* Source records
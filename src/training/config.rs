use std::fs;
use std::path::{Path, PathBuf};

use serde::{Serialize, Deserialize};

use crate::agent::AgentConfig;
use crate::error::{DqnError, Result};
use crate::optimizer::OptimizerKind;

/// Everything a training run needs, also written next to every checkpoint
/// so an interrupted run can be resumed.
///
/// The camel-case keys match the parameter files produced by earlier
/// training scripts. Keys missing from a file take their default value.
#[derive(Serialize, Deserialize, Clone, Debug, PartialEq)]
#[serde(default)]
pub struct TrainingConfig {
    pub epochs: usize,
    /// Maximum number of steps per episode
    pub steps: usize,
    /// Target network sync period, in steps
    #[serde(rename = "updateTargetNetwork")]
    pub update_target_network: usize,
    #[serde(rename = "explorationRate")]
    pub exploration_rate: f32,
    pub minibatch_size: usize,
    #[serde(rename = "learnStart")]
    pub learn_start: usize,
    #[serde(rename = "learningRate")]
    pub learning_rate: f32,
    #[serde(rename = "discountFactor")]
    pub discount_factor: f32,
    #[serde(rename = "memorySize")]
    pub memory_size: usize,
    pub network_inputs: usize,
    pub network_outputs: usize,
    pub network_structure: Vec<usize>,
    /// Last completed epoch; training continues at `current_epoch + 1`
    pub current_epoch: usize,

    pub exploration_decay: f32,
    pub exploration_min: f32,
    /// Episodes are cut once the step index reaches this value
    pub max_episode_steps: usize,
    /// Checkpoint every this many epochs
    pub checkpoint_every: usize,
    pub attention: bool,
    pub optimizer: OptimizerKind,
    pub output_dir: PathBuf,
    pub run_name: String,
    pub seed: Option<u64>,
}

impl Default for TrainingConfig {
    fn default() -> Self {
        TrainingConfig {
            epochs: 10_000,
            steps: 10_000,
            update_target_network: 10_000,
            exploration_rate: 1.0,
            minibatch_size: 64,
            learn_start: 64,
            learning_rate: 0.00025,
            discount_factor: 0.99,
            memory_size: 1_000_000,
            network_inputs: 118,
            network_outputs: 4,
            network_structure: vec![300, 300],
            current_epoch: 0,
            exploration_decay: 0.995,
            exploration_min: 0.05,
            max_episode_steps: 1000,
            checkpoint_every: 100,
            attention: true,
            optimizer: OptimizerKind::Adam,
            output_dir: PathBuf::from("models"),
            run_name: "turtle_dqn_attention".to_string(),
            seed: None,
        }
    }
}

impl TrainingConfig {
    pub fn agent_config(&self) -> AgentConfig {
        AgentConfig {
            input_size: self.network_inputs,
            output_size: self.network_outputs,
            hidden_layers: self.network_structure.clone(),
            attention: self.attention,
            discount_factor: self.discount_factor,
            learning_rate: self.learning_rate,
            memory_size: self.memory_size,
            learn_start: self.learn_start,
            optimizer: self.optimizer,
            seed: self.seed,
        }
    }

    pub fn validate(&self) -> Result<()> {
        self.agent_config().validate()?;
        if self.update_target_network == 0 {
            return Err(DqnError::invalid_parameter("updateTargetNetwork", "must be greater than 0"));
        }
        if self.minibatch_size == 0 {
            return Err(DqnError::invalid_parameter("minibatch_size", "must be greater than 0"));
        }
        // Learning begins with learnStart + 1 stored transitions
        if self.minibatch_size > self.memory_size || self.minibatch_size > self.learn_start + 1 {
            return Err(DqnError::InvalidParameter {
                name: "minibatch_size".to_string(),
                reason: format!(
                    "{} exceeds what the memory holds when learning starts (learnStart {}, memorySize {})",
                    self.minibatch_size, self.learn_start, self.memory_size
                ),
            });
        }
        if self.checkpoint_every == 0 {
            return Err(DqnError::invalid_parameter("checkpoint_every", "must be greater than 0"));
        }
        if !(0.0..=1.0).contains(&self.exploration_rate) {
            return Err(DqnError::InvalidParameter {
                name: "explorationRate".to_string(),
                reason: format!("must be in [0, 1], got {}", self.exploration_rate),
            });
        }
        Ok(())
    }

    pub fn load<P: AsRef<Path>>(path: P) -> Result<Self> {
        let data = fs::read_to_string(path)?;
        let config: Self = serde_json::from_str(&data)?;
        Ok(config)
    }

    pub fn save<P: AsRef<Path>>(&self, path: P) -> Result<()> {
        fs::write(path, serde_json::to_string_pretty(self)?)?;
        Ok(())
    }
}

#[cfg(test)]
mod tests {
    use super::*;

    #[test]
    fn test_reads_legacy_parameter_file() {
        let json = r#"{
            "epochs": 1000, "steps": 500, "updateTargetNetwork": 2000,
            "explorationRate": 0.42, "minibatch_size": 32, "learnStart": 128,
            "learningRate": 0.001, "discountFactor": 0.95, "memorySize": 5000,
            "network_inputs": 20, "network_outputs": 3,
            "network_structure": [64, 64], "current_epoch": 300
        }"#;
        let config: TrainingConfig = serde_json::from_str(json).unwrap();
        assert_eq!(config.update_target_network, 2000);
        assert_eq!(config.exploration_rate, 0.42);
        assert_eq!(config.network_structure, vec![64, 64]);
        assert_eq!(config.current_epoch, 300);
        // Keys absent from the file fall back to defaults
        assert_eq!(config.exploration_decay, 0.995);
        assert_eq!(config.max_episode_steps, 1000);
    }

    #[test]
    fn test_writes_legacy_keys() {
        let value = serde_json::to_value(TrainingConfig::default()).unwrap();
        for key in ["updateTargetNetwork", "explorationRate", "learnStart", "learningRate", "discountFactor", "memorySize"] {
            assert!(value.get(key).is_some(), "missing key {}", key);
        }
    }

    #[test]
    fn test_validate() {
        assert!(TrainingConfig::default().validate().is_ok());
        let config = TrainingConfig { update_target_network: 0, ..TrainingConfig::default() };
        assert!(config.validate().is_err());
        let config = TrainingConfig { discount_factor: 1.0, ..TrainingConfig::default() };
        assert!(config.validate().is_err());
        let config = TrainingConfig { minibatch_size: 66, ..TrainingConfig::default() };
        assert!(config.validate().is_err());
        let config = TrainingConfig { minibatch_size: 65, ..TrainingConfig::default() };
        assert!(config.validate().is_ok());
    }
}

* Exercise prompt
Print the listing in full, exactly as given.

* Response
filename src/training/config.rs
use std::fs;
use std::path::{Path, PathBuf};

use serde::{Serialize, Deserialize};

use crate::agent::AgentConfig;
use crate::error::{DqnError, Result};
use crate::optimizer::OptimizerKind;

/// Everything a training run needs, also written next to every checkpoint
/// so an interrupted run can be resumed.
///
/// The camel-case keys match the parameter files produced by earlier
/// training scripts. Keys missing from a file take their default value.
#[derive(Serialize, Deserialize, Clone, Debug, PartialEq)]
#[serde(default)]
pub struct TrainingConfig {
    pub epochs: usize,
    /// Maximum number of steps per episode
    pub steps: usize,
    /// Target network sync period, in steps
    #[serde(rename = "updateTargetNetwork")]
    pub update_target_network: usize,
    #[serde(rename = "explorationRate")]
    pub exploration_rate: f32,
    pub minibatch_size: usize,
    #[serde(rename = "learnStart")]
    pub learn_start: usize,
    #[serde(rename = "learningRate")]
    pub learning_rate: f32,
    #[serde(rename = "discountFactor")]
    pub discount_factor: f32,
    #[serde(rename = "memorySize")]
    pub memory_size: usize,
    pub network_inputs: usize,
    pub network_outputs: usize,
    pub network_structure: Vec<usize>,
    /// Last completed epoch; training continues at `current_epoch + 1`
    pub current_epoch: usize,

    pub exploration_decay: f32,
    pub exploration_min: f32,
    /// Episodes are cut once the step index reaches this value
    pub max_episode_steps: usize,
    /// Checkpoint every this many epochs
    pub checkpoint_every: usize,
    pub attention: bool,
    pub optimizer: OptimizerKind,
    pub output_dir: PathBuf,
    pub run_name: String,
    pub seed: Option<u64>,
}

impl Default for TrainingConfig {
    fn default() -> Self {
        TrainingConfig {
            epochs: 10_000,
            steps: 10_000,
            update_target_network: 10_000,
            exploration_rate: 1.0,
            minibatch_size: 64,
            learn_start: 64,
            learning_rate: 0.00025,
            discount_factor: 0.99,
            memory_size: 1_000_000,
            network_inputs: 118,
            network_outputs: 4,
            network_structure: vec![300, 300],
            current_epoch: 0,
            exploration_decay: 0.995,
            exploration_min: 0.05,
            max_episode_steps: 1000,
            checkpoint_every: 100,
            attention: true,
            optimizer: OptimizerKind::Adam,
            output_dir: PathBuf::from("models"),
            run_name: "turtle_dqn_attention".to_string(),
            seed: None,
        }
    }
}

impl TrainingConfig {
    pub fn agent_config(&self) -> AgentConfig {
        AgentConfig {
            input_size: self.network_inputs,
            output_size: self.network_outputs,
            hidden_layers: self.network_structure.clone(),
            attention: self.attention,
            discount_factor: self.discount_factor,
            learning_rate: self.learning_rate,
            memory_size: self.memory_size,
            learn_start: self.learn_start,
            optimizer: self.optimizer,
            seed: self.seed,
        }
    }

    pub fn validate(&self) -> Result<()> {
        self.agent_config().validate()?;
        if self.update_target_network == 0 {
            return Err(DqnError::invalid_parameter("updateTargetNetwork", "must be greater than 0"));
        }
        if self.minibatch_size == 0 {
            return Err(DqnError::invalid_parameter("minibatch_size", "must be greater than 0"));
        }
        // Learning begins with learnStart + 1 stored transitions
        if self.minibatch_size > self.memory_size || self.minibatch_size > self.learn_start + 1 {
            return Err(DqnError::InvalidParameter {
                name: "minibatch_size".to_string(),
                reason: format!(
                    "{} exceeds what the memory holds when learning starts (learnStart {}, memorySize {})",
                    self.minibatch_size, self.learn_start, self.memory_size
                ),
            });
        }
        if self.checkpoint_every == 0 {
            return Err(DqnError::invalid_parameter("checkpoint_every", "must be greater than 0"));
        }
        if !(0.0..=1.0).contains(&self.exploration_rate) {
            return Err(DqnError::InvalidParameter {
                name: "explorationRate".to_string(),
                reason: format!("must be in [0, 1], got {}", self.exploration_rate),
            });
        }
        Ok(())
    }

    pub fn load<P: AsRef<Path>>(path: P) -> Result<Self> {
        let data = fs::read_to_string(path)?;
        let config: Self = serde_json::from_str(&data)?;
        Ok(config)
    }

    pub fn save<P: AsRef<Path>>(&self, path: P) -> Result<()> {
        fs::write(path, serde_json::to_string_pretty(self)?)?;
        Ok(())
    }
}

#[cfg(test)]
mod tests {
    use super::*;

    #[test]
    fn test_reads_legacy_parameter_file() {
        let json = r#"{
            "epochs": 1000, "steps": 500, "updateTargetNetwork": 2000,
            "explorationRate": 0.42, "minibatch_size": 32, "learnStart": 128,
            "learningRate": 0.001, "discountFactor": 0.95, "memorySize": 5000,
            "network_inputs": 20, "network_outputs": 3,
            "network_structure": [64, 64], "current_epoch": 300
        }"#;
        let config: TrainingConfig = serde_json::from_str(json).unwrap();
        assert_eq!(config.update_target_network, 2000);
        assert_eq!(config.exploration_rate, 0.42);
        assert_eq!(config.network_structure, vec![64, 64]);
        assert_eq!(config.current_epoch, 300);
        // Keys absent from the file fall back to defaults
        assert_eq!(config.exploration_decay, 0.995);
        assert_eq!(config.max_episode_steps, 1000);
    }

    #[test]
    fn test_writes_legacy_keys() {
        let value = serde_json::to_value(TrainingConfig::default()).unwrap();
        for key in ["updateTargetNetwork", "explorationRate", "learnStart", "learningRate", "discountFactor", "memorySize"] {
            assert!(value.get(key).is_some(), "missing key {}", key);
        }
    }

    #[test]
    fn test_validate() {
        assert!(TrainingConfig::default().validate().is_ok());
        let config = TrainingConfig { update_target_network: 0, ..TrainingConfig::default() };
        assert!(config.validate().is_err());
        let config = TrainingConfig { discount_factor: 1.0, ..TrainingConfig::default() };
        assert!(config.validate().is_err());
        let config = TrainingConfig { minibatch_size: 66, ..TrainingConfig::default() };
        assert!(config.validate().is_err());
        let config = TrainingConfig { minibatch_size: 65, ..TrainingConfig::default() };
        assert!(config.validate().is_ok());
    }
}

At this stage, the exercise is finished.